Crianças são fascinantes porque nos chamam a atenção para os mínimos detalhes do mundo – aqueles que infelizmente a maturidade faz com que passemos batido feito um rolo compressor. Eu nunca pensei que a esta altura da vida precisasse teorizar a respeito da cor azul do céu. Ou sobre o tamanho das ondas do mar. Ou ainda sobre o porquê o número 8 é quase igual à letra B, o 6 é um 9 de cabeça para baixo, e os parênteses lembram uma casquinha de pão.

Eu sou adepta da teoria de que menos é mais com crianças. Não acho que precisamos explicar tudo tintim por tintim. Quanto menos falatório com eles, melhor. Frases curtas, sem muitos detalhes, resolvem e não intelectualizam precocemente a criança, deixando que ela descubra as coisas por si, na hora certa – até porque, em geral, o que ela quer saber é muito menos do que nós temos a dizer. Pois é. Acontece que meu filho, Benjamin, do alto de seus 3 anos de idade, é uma criança que exige explicações. O vazio o deixa angustiado. O cara é cabeção, não tem jeito. E como suas sinapses cerebrais aumentam em progressão geométrica, vira e mexe me vejo às voltas com definições enroscadas, que não tenho ideia de como resolver. Sonho é uma delas. Estou fugindo disso faz tempo, mas sinto que agora terei que falar sobre o assunto – sabe-se lá como. Outro dia ele acordou assustado, de madrugada, e me chamou. Queria saber como ele tinha ido parar deitado na cama – ele estava sei lá onde nos seus sonhos. “Mamãe, eu não estava aqui! Onde está a cachoeira?”.

Difícil dissertar sobre o que não é paupável. O mesmo aconteceu quando ele quis saber, cheio de medo, quem era esse tal de inverno que todo mundo temia que chegasse. Foi complicado explicar que o inverno não é um homem mau e sim uma estação do ano que faz frio. A gente não vê, só sente. O pai pegou uma pedra de gelo e pediu que ele segurasse nas mãos para sentir o inverno. Haja imaginação.
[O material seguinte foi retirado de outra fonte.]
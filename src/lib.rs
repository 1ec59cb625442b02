//! # tasktally
//!
//! A small personal task tracker. Tasks are kept in one JSON file; listing
//! orders them by a priority derived from keywords and completion timing.
//!
//! ## Priority bands
//!
//! Computed fresh for every listing, never stored:
//!
//! | Band | Meaning |
//! |------|---------|
//! | 0 | already done |
//! | 1 | mentions "urgent", or an open task whose recorded duration beats the average |
//! | 2 | mentions "important", or an open task whose recorded duration does not |
//! | 3 | nothing else known |
//!
//! The average only covers completed tasks. With none completed it is
//! treated as infinite, whereas `stats` reports 0 in the same situation.
//!
//! ## Data storage
//!
//! Tasks are saved in your local data directory:
//! *   Linux: `~/.local/share/tasktally/tasks.json`
//! *   macOS: `~/Library/Application Support/tasktally/tasks.json`
//! *   Windows: `%APPDATA%\tasktally\tasks.json`
//!
//! Override it with `--db <PATH>` or the `TASKS_DB` environment variable.
//! Concurrent runs against the same file are not coordinated; the last save wins.

pub mod commands;
pub mod config;
pub mod error;
pub mod models;
pub mod operations;
pub mod priority;
pub mod storage;
pub mod tui;

pub use error::{Result, TaskError};
pub use models::Task;
pub use operations::{Completion, Stats, TaskService};
pub use priority::PrioritizedTask;
pub use storage::{migrate, TaskStore};
//! Error type shared by the store, the operations and the CLI.

use std::path::PathBuf;
use thiserror::Error;

/// Everything that can go wrong while working with the task file.
#[derive(Error, Debug)]
pub enum TaskError {
    /// The task file exists but does not hold a task collection.
    #[error("Task file {} is corrupt: {reason}", path.display())]
    CorruptData { path: PathBuf, reason: String },

    /// The task file could not be read or written.
    #[error("I/O error on {}", path.display())]
    Io {
        path: PathBuf,
        #[source]
        source: std::io::Error,
    },

    #[error("Task {id} not found!")]
    NotFound { id: u64 },

    #[error("Task {id} already marked done!")]
    AlreadyDone { id: u64 },

    /// Rejected before the store is touched.
    #[error("{0}")]
    InvalidInput(String),
}

impl TaskError {
    pub(crate) fn io(path: impl Into<PathBuf>, source: std::io::Error) -> Self {
        TaskError::Io { path: path.into(), source }
    }

    pub(crate) fn corrupt(path: impl Into<PathBuf>, reason: impl ToString) -> Self {
        TaskError::CorruptData {
            path: path.into(),
            reason: reason.to_string(),
        }
    }

    /// Notices the user should see, but which do not mean the command failed.
    pub fn is_informational(&self) -> bool {
        matches!(self, TaskError::NotFound { .. } | TaskError::AlreadyDone { .. })
    }
}

pub type Result<T> = std::result::Result<T, TaskError>;

#[cfg(test)]
mod tests {
    use super::*;

    #[test]
    fn test_informational_kinds() {
        assert!(TaskError::NotFound { id: 3 }.is_informational());
        assert!(TaskError::AlreadyDone { id: 3 }.is_informational());
        assert!(!TaskError::InvalidInput("x".into()).is_informational());
        assert!(!TaskError::corrupt("tasks.json", "bad").is_informational());
    }

    #[test]
    fn test_messages() {
        assert_eq!(TaskError::NotFound { id: 999 }.to_string(), "Task 999 not found!");
        assert_eq!(
            TaskError::AlreadyDone { id: 2 }.to_string(),
            "Task 2 already marked done!"
        );
        let err = TaskError::corrupt("/tmp/tasks.json", "expected value");
        assert!(err.to_string().contains("/tmp/tasks.json"));
        assert!(err.to_string().contains("expected value"));
    }
}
Em geral, procuro trafegar no mundo da fantasia, que funciona perfeitamente para esta idade. Benjamin morria de medo de trovão. Aí eu disse que o trovão é um vovô que mora dentro da nuvem fofinha. Ele é muito amigo da dona chuva – que é uma vovó completamente surda, coitada. Para pedir que a chuva saia de casa, o trovão precisa gritar com este vozeirão, caso contrário ela não escuta nada. Acaba apelando, e começa a arrastar todos os móveis de casa para chamar a atenção. Por isso a barulheira. “E os raios, mamãe?”. É que o vovô trovão fica acendendo e apagando a luz de casa. Quem sabe assim a chuva resolve ouvi-lo.

A história deu certo, por enquanto. Ele não tem mais medo – embora até hoje não tenha entendido por que diabos o trovão não usa o telefone celular.